Now outside the journalistic umbrella of the western hemisphere I don’t think there’s much concern that journalists, say in Jordan, would ever resort to quoting and/or publishing the work of bloggers for serious stories. Blogs are viewed with a sense of illegitimacy and probably even a little inferiority; in the sense that journalists would never degrade themselves by using non-credentialed illegitimate bloggers as a source for anything. And who knows, maybe they’re right.

But then this also begs the question of whether bloggers have no ethical standards. They are certainly not lawfully bound to any. A blog is the average man with the ability to speak to a limitless audience.

The U.S. as John Wells points out is starting to go through its own reevaluation of how this all breaks down; the extent of influence blogs have and should be allowed to have.

For us I see it as possibly heading in a different direction. The Arab world as a whole suffers from individual and specific yet similar problems all at the same time. Most Arabs share common viewpoints regarding issues such as foreign policy. Most Arabs share common viewpoints regarding corruption. And most Arabs share a common perception with regards to their governments and local politics. Some of the symptoms may differ but roughly speaking the same plague afflicts us all.

This is all a preamble to some inevitable posturing, where Arab bloggers will use technology to complain, criticize, analyze and think out loud.

As I said before while this may not bother anyone at home given that bloggers are shunned by the local journalism community thus the somewhat apathetic approach by some of our governments that don’t view us as a threat (yet), here’s where I think it will get interesting:

Our region is a hotbed of international current events and conflict broadcast everyday for 6’o clock appetizers in the average American household. But American and foreign networks have massive limitations when it comes to reporting from the Middle East or any Arab country for that matter. Government restrictions are one. Language barrier is another. Access is yet another. And more importantly a general understanding of how things work that can only be fully comprehended through the average engaged citizen. To top this off never has the world been more interested in the salient details of individual lives. From reality tv to diaries to blogs, the world no longer speaks or thinks in broad concepts but rather specific targeted ones and this is something network tv and international news has been pandering to for well over a decade.

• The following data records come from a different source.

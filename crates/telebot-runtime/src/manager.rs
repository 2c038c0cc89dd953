//! Named bots built from configuration.
//!
//! [`BotManager`] creates one [`TeleBot`] per configured bot. All bots share
//! a single transport, so HTTP connections are pooled across them.
//!
//! ```rust,ignore
//! let config = load_config()?;
//! let manager = BotManager::from_config(&config)?;
//!
//! let me = manager.default_bot()?.get_me().await?;
//! let other = manager.bot("mirror")?;
//! ```

use std::collections::BTreeMap;
#[cfg(feature = "http-client")]
use std::sync::Arc;

use telebot_api::TeleBot;
use telebot_core::BoxedTransport;
#[cfg(feature = "http-client")]
use telebot_transport::HttpTransport;
use tracing::{debug, info};

use crate::config::{TeleBotConfig, WebhookConfig};
use crate::error::{RuntimeError, RuntimeResult};

/// A configured bot and its webhook settings.
#[derive(Debug, Clone)]
struct ManagedBot {
    client: TeleBot,
    webhook: Option<WebhookConfig>,
}

/// Holds every configured bot by name.
#[derive(Debug, Clone)]
pub struct BotManager {
    bots: BTreeMap<String, ManagedBot>,
    default: Option<String>,
}

impl BotManager {
    /// Builds the bots over a shared HTTP transport using `timeout_secs`.
    #[cfg(feature = "http-client")]
    pub fn from_config(config: &TeleBotConfig) -> RuntimeResult<Self> {
        let transport = HttpTransport::new(config.timeout())?;
        Self::with_transport(config, Arc::new(transport))
    }

    /// Builds the bots over the given transport.
    ///
    /// Fails if the configured default bot does not exist.
    pub fn with_transport(config: &TeleBotConfig, transport: BoxedTransport) -> RuntimeResult<Self> {
        let bots: BTreeMap<String, ManagedBot> = config
            .bots
            .iter()
            .map(|(name, bot)| {
                let client = TeleBot::new(
                    name.as_str(),
                    bot.endpoint(&config.api_url),
                    transport.clone(),
                );
                debug!(bot = %name, api_url = client.endpoint().api_url(), "Bot created");
                let managed = ManagedBot {
                    client,
                    webhook: bot.webhook.clone(),
                };
                (name.clone(), managed)
            })
            .collect();

        let default = config.default_bot_name().map(str::to_owned);
        if let Some(name) = &default
            && !bots.contains_key(name)
        {
            return Err(RuntimeError::BotNotFound(name.clone()));
        }

        info!(bots = bots.len(), default = ?default, "Bot manager ready");
        Ok(Self { bots, default })
    }

    /// Returns the bot with the given name.
    pub fn bot(&self, name: &str) -> RuntimeResult<&TeleBot> {
        self.bots
            .get(name)
            .map(|managed| &managed.client)
            .ok_or_else(|| RuntimeError::BotNotFound(name.to_string()))
    }

    /// Returns the default bot.
    pub fn default_bot(&self) -> RuntimeResult<&TeleBot> {
        match &self.default {
            Some(name) => self.bot(name),
            None => Err(RuntimeError::NoDefaultBot),
        }
    }

    /// Name of the default bot, if any.
    pub fn default_name(&self) -> Option<&str> {
        self.default.as_deref()
    }

    /// Bot names in sorted order.
    pub fn names(&self) -> Vec<&str> {
        self.bots.keys().map(String::as_str).collect()
    }

    /// Iterates over the bots in name order.
    pub fn bots(&self) -> impl Iterator<Item = &TeleBot> {
        self.bots.values().map(|managed| &managed.client)
    }

    /// Webhook settings of a bot.
    pub fn webhook(&self, name: &str) -> RuntimeResult<Option<&WebhookConfig>> {
        self.bots
            .get(name)
            .map(|managed| managed.webhook.as_ref())
            .ok_or_else(|| RuntimeError::BotNotFound(name.to_string()))
    }

    /// Number of bots.
    pub fn len(&self) -> usize {
        self.bots.len()
    }

    /// Returns `true` if no bot is configured.
    pub fn is_empty(&self) -> bool {
        self.bots.is_empty()
    }
}
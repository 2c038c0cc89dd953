//! An in-memory transport for tests and offline runs.
//!
//! [`ScriptedTransport`] answers each method from a queue of canned
//! responses and records every request it receives.
//!
//! ```rust,ignore
//! let transport = ScriptedTransport::new();
//! transport.reply_ok("getMe", json!({"id": 1, "is_bot": true, "first_name": "Bot"}));
//! transport.reply_error("sendMessage", 400, "Bad Request: chat not found");
//! ```

use std::collections::{HashMap, VecDeque};

use async_trait::async_trait;
use parking_lot::Mutex;

use crate::error::{TransportError, TransportResult};
use crate::method::Request;
use crate::transport::{RawResponse, Transport};

/// Replays queued responses per method name.
///
/// A method whose queue is empty fails with a connection error.
#[derive(Debug, Default)]
pub struct ScriptedTransport {
    replies: Mutex<HashMap<String, VecDeque<TransportResult<RawResponse>>>>,
    requests: Mutex<Vec<Request>>,
}

impl ScriptedTransport {
    /// Creates a transport with no queued responses.
    pub fn new() -> Self {
        Self::default()
    }

    /// Queues a raw response for `method`.
    pub fn reply(&self, method: &str, response: TransportResult<RawResponse>) {
        self.replies
            .lock()
            .entry(method.to_owned())
            .or_default()
            .push_back(response);
    }

    /// Queues a successful envelope carrying `result`.
    pub fn reply_ok(&self, method: &str, result: serde_json::Value) {
        let body = serde_json::json!({ "ok": true, "result": result });
        self.reply(method, Ok(RawResponse::new(200, body.to_string())));
    }

    /// Queues an `ok: false` envelope.
    pub fn reply_error(&self, method: &str, error_code: u16, description: &str) {
        let body = serde_json::json!({
            "ok": false,
            "error_code": error_code,
            "description": description,
        });
        self.reply(method, Ok(RawResponse::new(error_code, body.to_string())));
    }

    /// Returns a copy of every request received so far, in arrival order.
    pub fn requests(&self) -> Vec<Request> {
        self.requests.lock().clone()
    }

    /// Returns the requests received for one method.
    pub fn requests_for(&self, method: &str) -> Vec<Request> {
        self.requests
            .lock()
            .iter()
            .filter(|request| request.method == method)
            .cloned()
            .collect()
    }
}

#[async_trait]
impl Transport for ScriptedTransport {
    async fn execute(&self, request: &Request) -> TransportResult<RawResponse> {
        self.requests.lock().push(request.clone());
        let reply = self
            .replies
            .lock()
            .get_mut(request.method)
            .and_then(VecDeque::pop_front);
        reply.unwrap_or_else(|| {
            Err(TransportError::ConnectionFailed {
                method: request.method.to_owned(),
                reason: "no scripted response".to_owned(),
            })
        })
    }
}
//! Users, chats and bot metadata.

use telebot_core::{ObjectResult, TelegramObject, Type, Value, args};

telegram_object! {
    /// A Telegram user or bot.
    pub struct User: USER {
        "id" => Type::Integer,
        "is_bot" => Type::Boolean,
        "first_name" => Type::String,
        "last_name" => Type::String,
        "username" => Type::String,
        "language_code" => Type::String,
        "can_join_groups" => Type::Boolean,
        "can_read_all_group_messages" => Type::Boolean,
        "supports_inline_queries" => Type::Boolean,
    }
}

impl User {
    /// Unique identifier.
    pub fn id(&self) -> Option<i64> {
        self.field("id").and_then(Value::as_i64)
    }

    /// `@username` without the `@`, if set.
    pub fn username(&self) -> Option<&str> {
        self.field("username").and_then(Value::as_str)
    }
}

telegram_object! {
    /// A private chat, group, supergroup or channel.
    pub struct Chat: CHAT {
        "id" => Type::Integer,
        "type" => Type::String,
        "title" => Type::String,
        "username" => Type::String,
        "first_name" => Type::String,
        "last_name" => Type::String,
        "description" => Type::String,
        "invite_link" => Type::String,
    }
}

impl Chat {
    /// Unique identifier.
    pub fn id(&self) -> Option<i64> {
        self.field("id").and_then(Value::as_i64)
    }
}

telegram_object! {
    /// A command shown in the client's command menu.
    pub struct BotCommand: BOT_COMMAND {
        "command" => Type::String,
        "description" => Type::String,
    }
}

impl BotCommand {
    /// Creates a command entry.
    pub fn new(command: &str, description: &str) -> ObjectResult<Self> {
        Self::from_map(args! { command: command, description: description })
    }

    /// Command name without the leading slash.
    pub fn command(&self) -> Option<&str> {
        self.field("command").and_then(Value::as_str)
    }

    /// Description shown next to the command.
    pub fn description(&self) -> Option<&str> {
        self.field("description").and_then(Value::as_str)
    }
}

telegram_object! {
    /// Current webhook status of a bot.
    pub struct WebhookInfo: WEBHOOK_INFO {
        "url" => Type::String,
        "has_custom_certificate" => Type::Boolean,
        "pending_update_count" => Type::Integer,
        "ip_address" => Type::String,
        "last_error_date" => Type::Integer,
        "last_error_message" => Type::String,
        "max_connections" => Type::Integer,
        "allowed_updates" => Type::Array(&Type::String),
    }
}

impl WebhookInfo {
    /// Webhook URL; empty if none is set.
    pub fn url(&self) -> &str {
        self.field("url").and_then(Value::as_str).unwrap_or_default()
    }

    /// Number of updates awaiting delivery.
    pub fn pending_update_count(&self) -> i64 {
        self.field("pending_update_count")
            .and_then(Value::as_i64)
            .unwrap_or_default()
    }
}
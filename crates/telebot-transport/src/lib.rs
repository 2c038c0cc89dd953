//! # TeleBot Transport
//!
//! Network transport implementations for the TeleBot client.
//!
//! The core defines the [`Transport`](telebot_core::Transport) seam; this
//! crate provides concrete implementations behind feature flags.
//!
//! ## Features
//!
//! - `http-client` (default): [`HttpTransport`] over `reqwest`
//!
//! ## Architecture
//!
//! ```text
//! ┌─────────────────────┐
//! │  TeleBot client     │  (typed methods, batches)
//! ├─────────────────────┤
//! │  telebot-core       │  (Transport trait, Dispatcher)
//! ├─────────────────────┤
//! │  telebot-transport  │  <- This crate (implementations)
//! ├─────────────────────┤
//! │  Network (HTTPS)    │
//! └─────────────────────┘
//! ```
//!
//! ## Quick Start
//!
//! ```rust,ignore
//! use std::sync::Arc;
//! use telebot_core::Dispatcher;
//! use telebot_transport::HttpTransport;
//!
//! let transport = HttpTransport::new(std::time::Duration::from_secs(30))?;
//! let dispatcher = Dispatcher::new(Arc::new(transport));
//! ```

#[cfg(feature = "http-client")]
pub mod http;

#[cfg(feature = "http-client")]
pub use http::{DEFAULT_TIMEOUT, HttpTransport};
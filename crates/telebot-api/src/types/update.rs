//! Incoming updates.

use telebot_core::{Type, Value};

use super::chat::USER;
use super::message::{LOCATION, MESSAGE, Message};

telegram_object! {
    /// A press on an inline keyboard button.
    pub struct CallbackQuery: CALLBACK_QUERY {
        "id" => Type::String,
        "from" => Type::Object(&USER),
        "message" => Type::Object(&MESSAGE),
        "inline_message_id" => Type::String,
        "chat_instance" => Type::String,
        "data" => Type::String,
        "game_short_name" => Type::String,
    }
}

impl CallbackQuery {
    /// Query identifier, needed to answer it.
    pub fn id(&self) -> Option<&str> {
        self.field("id").and_then(Value::as_str)
    }

    /// Data attached to the pressed button.
    pub fn data(&self) -> Option<&str> {
        self.field("data").and_then(Value::as_str)
    }
}

telegram_object! {
    /// An incoming inline query.
    pub struct InlineQuery: INLINE_QUERY {
        "id" => Type::String,
        "from" => Type::Object(&USER),
        "location" => Type::Object(&LOCATION),
        "query" => Type::String,
        "offset" => Type::String,
    }
}

telegram_object! {
    /// An inline result chosen by a user.
    pub struct ChosenInlineResult: CHOSEN_INLINE_RESULT {
        "result_id" => Type::String,
        "from" => Type::Object(&USER),
        "location" => Type::Object(&LOCATION),
        "inline_message_id" => Type::String,
        "query" => Type::String,
    }
}

telegram_object! {
    /// An incoming update. At most one of the optional fields is present.
    pub struct Update: UPDATE {
        "update_id" => Type::Integer,
        "message" => Type::Object(&MESSAGE),
        "edited_message" => Type::Object(&MESSAGE),
        "channel_post" => Type::Object(&MESSAGE),
        "edited_channel_post" => Type::Object(&MESSAGE),
        "inline_query" => Type::Object(&INLINE_QUERY),
        "chosen_inline_result" => Type::Object(&CHOSEN_INLINE_RESULT),
        "callback_query" => Type::Object(&CALLBACK_QUERY),
    }
}

impl Update {
    /// Sequential update identifier.
    pub fn update_id(&self) -> Option<i64> {
        self.field("update_id").and_then(Value::as_i64)
    }

    /// New incoming message, if this is a message update.
    pub fn message(&self) -> Option<Message> {
        self.extract("message")
    }

    /// Callback query, if this is a callback update.
    pub fn callback_query(&self) -> Option<CallbackQuery> {
        self.extract("callback_query")
    }

    /// Inline query, if this is an inline update.
    pub fn inline_query(&self) -> Option<InlineQuery> {
        self.extract("inline_query")
    }
}
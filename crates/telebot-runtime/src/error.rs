//! Runtime error types.

use telebot_core::{ApiError, TransportError};
use thiserror::Error;

pub use crate::config::{ConfigError, ConfigResult};

/// Errors that can occur during runtime operations.
#[derive(Error, Debug)]
pub enum RuntimeError {
    /// Configuration could not be loaded or is invalid.
    #[error(transparent)]
    Config(#[from] ConfigError),

    /// The shared transport could not be built.
    #[error("Failed to create transport: {0}")]
    Transport(#[from] TransportError),

    /// Bot not found.
    #[error("Bot not found: {0}")]
    BotNotFound(String),

    /// No default bot is configured and the choice is ambiguous.
    #[error("No default bot configured")]
    NoDefaultBot,

    /// The bot has no webhook section.
    #[error("No webhook configured for bot '{0}'")]
    NoWebhook(String),

    /// An API call made on behalf of a bot failed.
    #[error("Bot '{bot}': {source}")]
    Api {
        /// Name of the bot the call was made for.
        bot: String,
        /// The failure reported by the client.
        #[source]
        source: ApiError,
    },
}

impl RuntimeError {
    /// Wraps an API error with the bot it belongs to.
    pub fn api(bot: impl Into<String>, source: ApiError) -> Self {
        Self::Api {
            bot: bot.into(),
            source,
        }
    }
}

/// Result type for runtime operations.
pub type RuntimeResult<T> = Result<T, RuntimeError>;
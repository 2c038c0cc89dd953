//! TeleBot Runtime - running one or more bots from configuration.
//!
//! This crate provides:
//! - Multi-bot configuration loading and validation ([`config`])
//! - Logging initialization ([`logging`])
//! - Named bots over a shared transport ([`BotManager`])
//! - Webhook management across bots ([`webhook`])
//! - Long polling into update handlers ([`Poller`])
//!
//! ```ignore
//! use telebot_runtime::{BotManager, Poller, config::load_config, logging, shutdown_signal};
//!
//! #[tokio::main]
//! async fn main() -> anyhow::Result<()> {
//!     let config = load_config()?;
//!     logging::init_from_config(&config.logging);
//!
//!     let manager = BotManager::from_config(&config)?;
//!     let bot = manager.default_bot()?.clone();
//!
//!     Poller::new(bot, handlers())
//!         .with_config(&config.polling)
//!         .run_until(shutdown_signal())
//!         .await;
//!     Ok(())
//! }
//! ```

pub mod config;
pub mod error;
pub mod logging;
pub mod manager;
pub mod poller;
pub mod webhook;

// Re-exports
pub use config::{BotConfig, ConfigError, ConfigLoader, ConfigResult, TeleBotConfig, WebhookConfig};
pub use error::{RuntimeError, RuntimeResult};
pub use logging::{LoggingBuilder, SpanEvents};
pub use manager::BotManager;
pub use poller::{Poller, shutdown_signal};
pub use webhook::{BotOutcome, info_rows};

// Re-export tracing for use by bot code
pub use tracing;
pub use tracing_subscriber;

/// Prelude module for convenient imports.
pub mod prelude {
    pub use tracing::{Level, debug, error, info, instrument, span, trace, warn};
}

All of this is something Arab bloggers provide for free by definition of them being bloggers and I think it’s something the international media is going to utilize as best as possible. Not only because of all the problems reporters face or their limitations but also because there is a race to get the story. The evening news in America will tend to have personal accounts by Iraqis for example, affected by a raid or a bombing. This is something unheard of in any previous American war.

This has already started to happen with bloggers in the Arab world and international journalists and I see it increasing to a point where it becomes so institutionalized in the journalism and media field that local journalists might eventually be forced to pick up on it in the same way local style and form has been copied by trailblazers of the industry, which of course tend to be western.

I think where it will get more interesting is once both trends take place and there is the issue of language. Arab bloggers who blog in Arabic and those that blog in English will likely have local/regional and international journalists respectively as potential customers.

That being said, once we do catch up with the western hemisphere on this one, we’re going to face much of the same problems they’re facing now with regards to legitimacy and ethics. Although I should also note that the relationship between bloggers and traditional media in the west is almost always reliant on scandalous material, which is something western audiences tend to consume a lot more of than our own.

So it’ll be interesting to see how the relationship between Arab bloggers and all types of traditional media evolves over time and the considerations that come with that such as the boundaries of ethics and such as the shape and form it’ll come packaged in: be it a political scandal or regional war.